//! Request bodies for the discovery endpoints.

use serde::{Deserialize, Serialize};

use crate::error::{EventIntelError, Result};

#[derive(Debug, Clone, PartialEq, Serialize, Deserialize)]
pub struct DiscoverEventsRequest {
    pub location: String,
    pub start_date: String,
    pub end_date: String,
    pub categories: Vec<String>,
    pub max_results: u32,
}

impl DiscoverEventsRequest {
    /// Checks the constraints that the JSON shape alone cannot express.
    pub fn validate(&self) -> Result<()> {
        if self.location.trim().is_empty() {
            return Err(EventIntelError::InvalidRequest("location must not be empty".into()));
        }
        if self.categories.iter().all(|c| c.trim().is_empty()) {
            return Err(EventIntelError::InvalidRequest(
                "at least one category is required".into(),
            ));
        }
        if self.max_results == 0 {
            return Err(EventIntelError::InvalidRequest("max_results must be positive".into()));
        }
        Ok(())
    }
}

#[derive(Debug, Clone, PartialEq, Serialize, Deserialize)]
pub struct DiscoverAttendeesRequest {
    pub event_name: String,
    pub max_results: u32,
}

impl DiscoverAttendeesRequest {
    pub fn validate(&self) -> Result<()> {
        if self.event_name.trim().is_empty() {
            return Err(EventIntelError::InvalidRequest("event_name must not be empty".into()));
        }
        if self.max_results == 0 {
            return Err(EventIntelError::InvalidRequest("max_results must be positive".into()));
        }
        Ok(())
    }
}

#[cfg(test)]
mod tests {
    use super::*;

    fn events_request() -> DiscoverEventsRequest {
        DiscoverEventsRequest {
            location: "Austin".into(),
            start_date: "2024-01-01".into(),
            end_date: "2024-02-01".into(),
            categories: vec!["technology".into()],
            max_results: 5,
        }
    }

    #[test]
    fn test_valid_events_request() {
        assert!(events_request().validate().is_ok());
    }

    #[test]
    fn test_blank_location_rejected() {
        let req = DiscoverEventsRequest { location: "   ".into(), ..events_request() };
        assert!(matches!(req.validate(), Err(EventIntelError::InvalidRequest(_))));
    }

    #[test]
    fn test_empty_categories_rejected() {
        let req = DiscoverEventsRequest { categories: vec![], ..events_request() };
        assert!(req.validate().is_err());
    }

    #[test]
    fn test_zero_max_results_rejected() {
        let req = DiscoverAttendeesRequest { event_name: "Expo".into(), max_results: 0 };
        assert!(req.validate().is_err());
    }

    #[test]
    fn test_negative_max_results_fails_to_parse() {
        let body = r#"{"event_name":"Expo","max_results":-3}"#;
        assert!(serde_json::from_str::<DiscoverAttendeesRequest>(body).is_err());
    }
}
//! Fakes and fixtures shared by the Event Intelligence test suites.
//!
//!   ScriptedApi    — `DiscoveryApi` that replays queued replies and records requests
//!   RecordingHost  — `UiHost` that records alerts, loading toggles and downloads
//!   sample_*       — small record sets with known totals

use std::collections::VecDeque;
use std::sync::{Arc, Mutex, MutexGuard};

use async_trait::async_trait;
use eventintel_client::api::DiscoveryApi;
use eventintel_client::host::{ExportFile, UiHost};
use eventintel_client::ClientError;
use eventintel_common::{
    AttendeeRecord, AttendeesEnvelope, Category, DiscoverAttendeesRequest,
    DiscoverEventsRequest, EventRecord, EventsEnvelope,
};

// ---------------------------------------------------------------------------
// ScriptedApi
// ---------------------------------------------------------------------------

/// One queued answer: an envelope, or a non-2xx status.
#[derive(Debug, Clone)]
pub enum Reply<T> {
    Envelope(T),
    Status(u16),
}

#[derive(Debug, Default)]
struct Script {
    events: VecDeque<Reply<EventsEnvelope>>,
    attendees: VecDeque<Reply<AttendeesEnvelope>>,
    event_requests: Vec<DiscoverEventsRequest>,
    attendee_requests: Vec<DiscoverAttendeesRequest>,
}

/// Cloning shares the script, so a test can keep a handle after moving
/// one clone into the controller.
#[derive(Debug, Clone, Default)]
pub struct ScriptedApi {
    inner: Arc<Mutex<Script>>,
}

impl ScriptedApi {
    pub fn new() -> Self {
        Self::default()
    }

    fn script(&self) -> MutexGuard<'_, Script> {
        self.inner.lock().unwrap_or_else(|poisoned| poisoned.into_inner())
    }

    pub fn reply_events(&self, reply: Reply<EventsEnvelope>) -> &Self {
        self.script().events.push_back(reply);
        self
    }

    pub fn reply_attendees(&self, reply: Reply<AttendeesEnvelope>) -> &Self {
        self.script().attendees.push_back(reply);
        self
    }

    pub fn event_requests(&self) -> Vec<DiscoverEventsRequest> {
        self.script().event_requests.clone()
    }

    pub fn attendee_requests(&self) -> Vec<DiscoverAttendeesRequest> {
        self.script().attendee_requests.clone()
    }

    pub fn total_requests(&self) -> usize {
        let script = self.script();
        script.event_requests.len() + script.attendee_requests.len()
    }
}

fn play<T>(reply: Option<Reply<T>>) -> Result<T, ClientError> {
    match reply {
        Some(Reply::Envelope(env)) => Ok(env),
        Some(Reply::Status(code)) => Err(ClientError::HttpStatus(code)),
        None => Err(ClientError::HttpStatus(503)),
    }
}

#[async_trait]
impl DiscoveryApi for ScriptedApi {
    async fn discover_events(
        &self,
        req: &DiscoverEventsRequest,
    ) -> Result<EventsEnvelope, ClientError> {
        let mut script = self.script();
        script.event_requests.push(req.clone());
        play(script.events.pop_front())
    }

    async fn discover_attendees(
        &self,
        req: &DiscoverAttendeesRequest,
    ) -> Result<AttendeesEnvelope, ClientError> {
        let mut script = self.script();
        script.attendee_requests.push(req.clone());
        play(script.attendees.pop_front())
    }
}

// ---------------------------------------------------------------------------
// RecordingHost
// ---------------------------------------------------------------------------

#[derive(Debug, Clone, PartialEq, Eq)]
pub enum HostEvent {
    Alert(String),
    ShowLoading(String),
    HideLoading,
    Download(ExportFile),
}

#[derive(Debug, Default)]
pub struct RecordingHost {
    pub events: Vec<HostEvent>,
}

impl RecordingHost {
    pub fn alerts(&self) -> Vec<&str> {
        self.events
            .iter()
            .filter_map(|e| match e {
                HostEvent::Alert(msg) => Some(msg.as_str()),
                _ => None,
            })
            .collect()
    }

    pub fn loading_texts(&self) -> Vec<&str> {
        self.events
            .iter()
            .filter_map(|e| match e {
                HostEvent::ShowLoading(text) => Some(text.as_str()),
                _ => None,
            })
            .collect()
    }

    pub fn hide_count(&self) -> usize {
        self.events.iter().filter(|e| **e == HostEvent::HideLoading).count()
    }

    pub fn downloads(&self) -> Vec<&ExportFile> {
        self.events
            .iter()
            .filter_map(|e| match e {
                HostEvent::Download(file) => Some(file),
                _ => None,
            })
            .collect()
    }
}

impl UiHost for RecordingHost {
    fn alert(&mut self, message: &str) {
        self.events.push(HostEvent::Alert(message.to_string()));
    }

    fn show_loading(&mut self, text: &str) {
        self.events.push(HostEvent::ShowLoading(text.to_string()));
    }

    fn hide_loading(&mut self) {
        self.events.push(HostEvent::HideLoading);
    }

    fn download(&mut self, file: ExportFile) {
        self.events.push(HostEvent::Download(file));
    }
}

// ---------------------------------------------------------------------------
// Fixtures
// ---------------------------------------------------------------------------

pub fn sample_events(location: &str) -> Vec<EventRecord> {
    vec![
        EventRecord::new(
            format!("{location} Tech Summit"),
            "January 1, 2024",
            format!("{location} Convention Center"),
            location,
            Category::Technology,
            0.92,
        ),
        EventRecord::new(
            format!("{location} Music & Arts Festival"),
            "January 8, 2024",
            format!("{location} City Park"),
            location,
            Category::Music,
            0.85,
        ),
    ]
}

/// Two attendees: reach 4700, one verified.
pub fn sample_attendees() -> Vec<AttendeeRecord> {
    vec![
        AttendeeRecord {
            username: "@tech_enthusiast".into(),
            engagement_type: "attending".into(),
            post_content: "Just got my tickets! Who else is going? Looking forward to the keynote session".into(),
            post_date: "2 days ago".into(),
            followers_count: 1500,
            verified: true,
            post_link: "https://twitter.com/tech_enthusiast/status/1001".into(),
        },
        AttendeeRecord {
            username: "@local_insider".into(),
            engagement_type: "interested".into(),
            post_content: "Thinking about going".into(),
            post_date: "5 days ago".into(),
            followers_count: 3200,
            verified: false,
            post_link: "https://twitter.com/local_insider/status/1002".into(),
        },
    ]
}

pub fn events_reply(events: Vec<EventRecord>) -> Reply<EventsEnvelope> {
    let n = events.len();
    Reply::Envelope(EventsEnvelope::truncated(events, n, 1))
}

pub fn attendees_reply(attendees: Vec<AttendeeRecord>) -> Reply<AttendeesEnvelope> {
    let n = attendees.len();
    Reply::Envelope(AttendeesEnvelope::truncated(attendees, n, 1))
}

Work item: Using the listing above, show each line holding the string "Some".

Your response:
        Some(Reply::Envelope(env)) => Ok(env),
        Some(Reply::Status(code)) => Err(ClientError::HttpStatus(code)),
                HostEvent::Alert(msg) => Some(msg.as_str()),
                HostEvent::ShowLoading(text) => Some(text.as_str()),
                HostEvent::Download(file) => Some(file),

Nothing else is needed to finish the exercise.